== Segment start ==

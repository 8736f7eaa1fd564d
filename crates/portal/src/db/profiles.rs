//! Profile repository.

use tracing::instrument;

use eyeopener_core::UserId;

use super::RepositoryError;
use crate::models::Profile;
use crate::supabase::{RestQuery, SupabaseClient};

const TABLE: &str = "profiles";

/// Repository for `public.profiles`.
///
/// Visibility is left to the row policies: a client sees only their own
/// profile, an admin sees all of them.
pub struct ProfileRepository<'a> {
    client: &'a SupabaseClient,
    access_token: &'a str,
}

impl<'a> ProfileRepository<'a> {
    /// Create a new profile repository.
    #[must_use]
    pub const fn new(client: &'a SupabaseClient, access_token: &'a str) -> Self {
        Self {
            client,
            access_token,
        }
    }

    /// Get the profile of one user.
    ///
    /// # Errors
    ///
    /// Returns `RepositoryError::Supabase` if the query fails.
    #[instrument(skip(self))]
    pub async fn get(&self, user_id: UserId) -> Result<Option<Profile>, RepositoryError> {
        let query = RestQuery::new().select("*").eq("user_id", user_id);
        let rows: Vec<Profile> = self.client.select(self.access_token, TABLE, &query).await?;
        Ok(rows.into_iter().next())
    }

    /// All visible profiles, newest first.
    ///
    /// # Errors
    ///
    /// Returns `RepositoryError::Supabase` if the query fails.
    #[instrument(skip(self))]
    pub async fn list_all(&self) -> Result<Vec<Profile>, RepositoryError> {
        let query = RestQuery::new().select("*").order_desc("created_at");
        Ok(self.client.select(self.access_token, TABLE, &query).await?)
    }

    /// Profiles for a set of users in one query.
    ///
    /// # Errors
    ///
    /// Returns `RepositoryError::Supabase` if the query fails.
    #[instrument(skip_all)]
    pub async fn find_by_ids<I>(&self, ids: I) -> Result<Vec<Profile>, RepositoryError>
    where
        I: IntoIterator<Item = UserId> + Send,
        I::IntoIter: Send,
    {
        let ids: Vec<UserId> = ids.into_iter().collect();
        if ids.is_empty() {
            return Ok(Vec::new());
        }
        let query = RestQuery::new()
            .select("user_id,email,full_name,role,created_at")
            .in_list("user_id", ids);
        Ok(self.client.select(self.access_token, TABLE, &query).await?)
    }
}

#[cfg(test)]
#[allow(clippy::unwrap_used)]
mod tests {
    use super::*;
    use crate::config::SupabaseConfig;
    use serde_json::json;
    use wiremock::matchers::{header, method, path, query_param};
    use wiremock::{Mock, MockServer, ResponseTemplate};

    const ME: &str = "6f1c1f8e-2f47-4c52-9a3b-4f2d2b8e9c10";

    #[tokio::test]
    async fn test_get_profile() {
        let server = MockServer::start().await;
        Mock::given(method("GET"))
            .and(path("/rest/v1/profiles"))
            .and(query_param("user_id", format!("eq.{ME}")))
            .and(header("authorization", "Bearer user-token"))
            .respond_with(ResponseTemplate::new(200).set_body_json(json!([
                {"user_id": ME, "email": "travis@example.com", "full_name": "Travis", "role": "admin", "created_at": "2025-01-01T00:00:00Z"}
            ])))
            .expect(1)
            .mount(&server)
            .await;

        let client = SupabaseClient::new(&SupabaseConfig::new(&server.uri(), "anon-key").unwrap());
        let profile = ProfileRepository::new(&client, "user-token")
            .get(ME.parse().unwrap())
            .await
            .unwrap()
            .unwrap();
        assert!(profile.is_admin());
    }

    #[tokio::test]
    async fn test_find_by_ids_empty_makes_no_call() {
        let server = MockServer::start().await;
        Mock::given(method("GET"))
            .respond_with(ResponseTemplate::new(200).set_body_json(json!([])))
            .expect(0)
            .mount(&server)
            .await;

        let client = SupabaseClient::new(&SupabaseConfig::new(&server.uri(), "anon-key").unwrap());
        let profiles = ProfileRepository::new(&client, "user-token")
            .find_by_ids(Vec::new())
            .await
            .unwrap();
        assert!(profiles.is_empty());
    }
}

== Segment end ==

Task objective → From the data above, copy each line with the string "RepositoryError" in it.

Solution to this task →
use super::RepositoryError;
    /// Returns `RepositoryError::Supabase` if the query fails.
    pub async fn get(&self, user_id: UserId) -> Result<Option<Profile>, RepositoryError> {
    /// Returns `RepositoryError::Supabase` if the query fails.
    pub async fn list_all(&self) -> Result<Vec<Profile>, RepositoryError> {
    /// Returns `RepositoryError::Supabase` if the query fails.
    pub async fn find_by_ids<I>(&self, ids: I) -> Result<Vec<Profile>, RepositoryError>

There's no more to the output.